Tuesday, 1 July 2014

Lippy Kids

Last week, my oldest and best friend got married.
 
I popped over to England to serve my duties as a bridesmaid and experience my first wedding as an adult, which I must say is far more fun, on account of all the alcohol.


Out of all 6 bridesmaids I was the only gay, and I forgot how out of place I feel being surrounded by straight girls who were chatting about semi-permanent makeup tattooing and eyelash extensions.

…what?

So while they were still applying foundation and gossiping about the groomsmen, I was already finished. Dress, make up, hair, everything. So I pottered around for the next hour while everyone else finished up.


The ceremony was beautiful, and although I always scoffed at people crying at weddings, I admit my eyes got a little damp. The whole thing was lovely.

And then I realised.

I could have all this too.

And it hit me how far the gay rights movement has come from back in the day where our most pressing problem was being arrested for having sex. But now? We can delight in all the same problems as the Straights.

Marriage. Kids. In-laws. Shared pensions and joint bank accounts.

I can have all that…if I want it.


So now the important question....Do I?

Completely ignoring for the moment that I am lesbian in her mid-20s, who will soon be working as a waitress and about to move in with her sister and finance… do I want marriage? Do I want kids?

There are so many possibilities open to us Lezzers nowadays, it’s almost baffling. From adoption to IVF, we can create our own little families complete with babies wearing the cute little “I love my Mommies” onsies.


I like the idea of marriage and that kind of commitment to another person, but when it comes to kids, my mind is a little less clear.

So although the NHS is a bit of a lottery when it comes to lesbian rights and how what you’re entitled to depends almost entirely on which county you happen to live in, it’s still an option .

For the best part of the past year I’ve been working with 3 very cute and Arian looking German kids from ages 4-13. And it has seriously made me reconsider my “wanting-children” stance.


Aside from the usual complaints of having children; the costs and the sacrifices and the lack of drinking for 9 months, I have some really shitty genetics going on in my family tree.

As has R come to think of it.

So any offspring of mine could look forward to being predisposed towards depression and enjoy high cancer risks.
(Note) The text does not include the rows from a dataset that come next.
//! Headless play: drive rounds with agents and keep session statistics.

mod stats;

pub use stats::{RoundResult, SessionStats};

use serde::{Deserialize, Serialize};

use crate::agent::Agent;
use crate::error::SessionError;
use crate::game::{GameEngine, Player};

/// Settings for simulated sessions.
#[derive(Debug, Clone, PartialEq, Eq, Serialize, Deserialize)]
#[serde(default)]
pub struct SessionConfig {
    /// Rounds to play in one session
    pub rounds: usize,
    /// Seed for the random agents; OS entropy when absent
    #[serde(skip_serializing_if = "Option::is_none")]
    pub seed: Option<u64>,
    /// Rolling window for win/draw rates
    pub stats_window: usize,
}

impl Default for SessionConfig {
    fn default() -> Self {
        SessionConfig {
            rounds: 100,
            seed: None,
            stats_window: 100,
        }
    }
}

/// Play the engine's current round to a decision. Red's moves come from
/// `red`, Yellow's from `yellow`.
pub fn play_round(
    engine: &mut GameEngine,
    red: &mut dyn Agent,
    yellow: &mut dyn Agent,
) -> Result<RoundResult, SessionError> {
    let mut moves = 0;

    while !engine.current_outcome().is_decided() {
        let column = match engine.current_player() {
            Player::Red => pick_column(red, engine)?,
            Player::Yellow => pick_column(yellow, engine)?,
        };
        engine.drop_token(column)?;
        moves += 1;
    }

    Ok(RoundResult {
        winner: engine.current_outcome().winner(),
        moves,
    })
}

fn pick_column(agent: &mut dyn Agent, engine: &GameEngine) -> Result<usize, SessionError> {
    agent
        .select_column(engine)
        .ok_or_else(|| SessionError::NoColumnSelected {
            agent: agent.name().to_string(),
        })
}

/// Play `rounds` rounds back to back, resetting between them. The engine's
/// scoreboard accumulates across the whole session.
pub fn play_session(
    engine: &mut GameEngine,
    red: &mut dyn Agent,
    yellow: &mut dyn Agent,
    rounds: usize,
    stats: &mut SessionStats,
) -> Result<(), SessionError> {
    for _ in 0..rounds {
        if engine.current_outcome().is_decided() || !engine.moves().is_empty() {
            engine.reset();
        }
        let result = play_round(engine, red, yellow)?;
        stats.record_round(result);
    }
    Ok(())
}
Girls can follow the last 3 generations of women by developing glaucoma, not forgetting a whole heap of lovely allergies as well as a healthy dose of schizophrenia.

So far, my biological clock is ticking very quietly, in fact I seem to have hit the snooze button. I realise one day it might all change, I’ll wake up with nothing on my mind but little, cute, fat babies and a white picket fence.

However, in the mean time I have to deal with people constantly insisting that of course I will change my mind and educating me by saying that just because I’m  gay doesn’t mean I can’t have a family of my own.


Wasn’t it so much easier being repressed?  When your only choice was to quietly settle down with your “friend” and die a “spinster” while being part of a heavily underground LGBT community.

I am so totally in awe of parents who can put up with children. Gay and straight alike. To have a baby throw up on you and coo. To have a child finally piss in the toilet and want to tell the world. I always thought parents were crazy when a child would show them a shitty drawing or how high they could jump, and the parents would just fall over themselves with pride.


But then…a couple of months ago, the youngest boy I look after, F, who is 4, finally got the verbs the right way round in English.

Finally, finally asking,
“Can you please help me?”

And not,
“Can you please me help?”

And it happened.

I was so proud.

I was a beaming, crazy, proud “parent”, who very loudly replied, “OF COURSE I WILL HELP YOU, F!” in the middle of the playground, much to his embarrassment.

So do I want kids?

Probably not.

Do I want to give up my freedom to travel? To spend a hefty portion of my income on caring for a small human who will spend the first few years of its life puking and peeing on me? Do I want to potentially destroy my vagina? To put huge amounts of stress on my relationship? To spend my evenings at PTA meetings pretending to like the other Mothers?

Not really.

But luckily, it’s hardly something I have to worry about right now.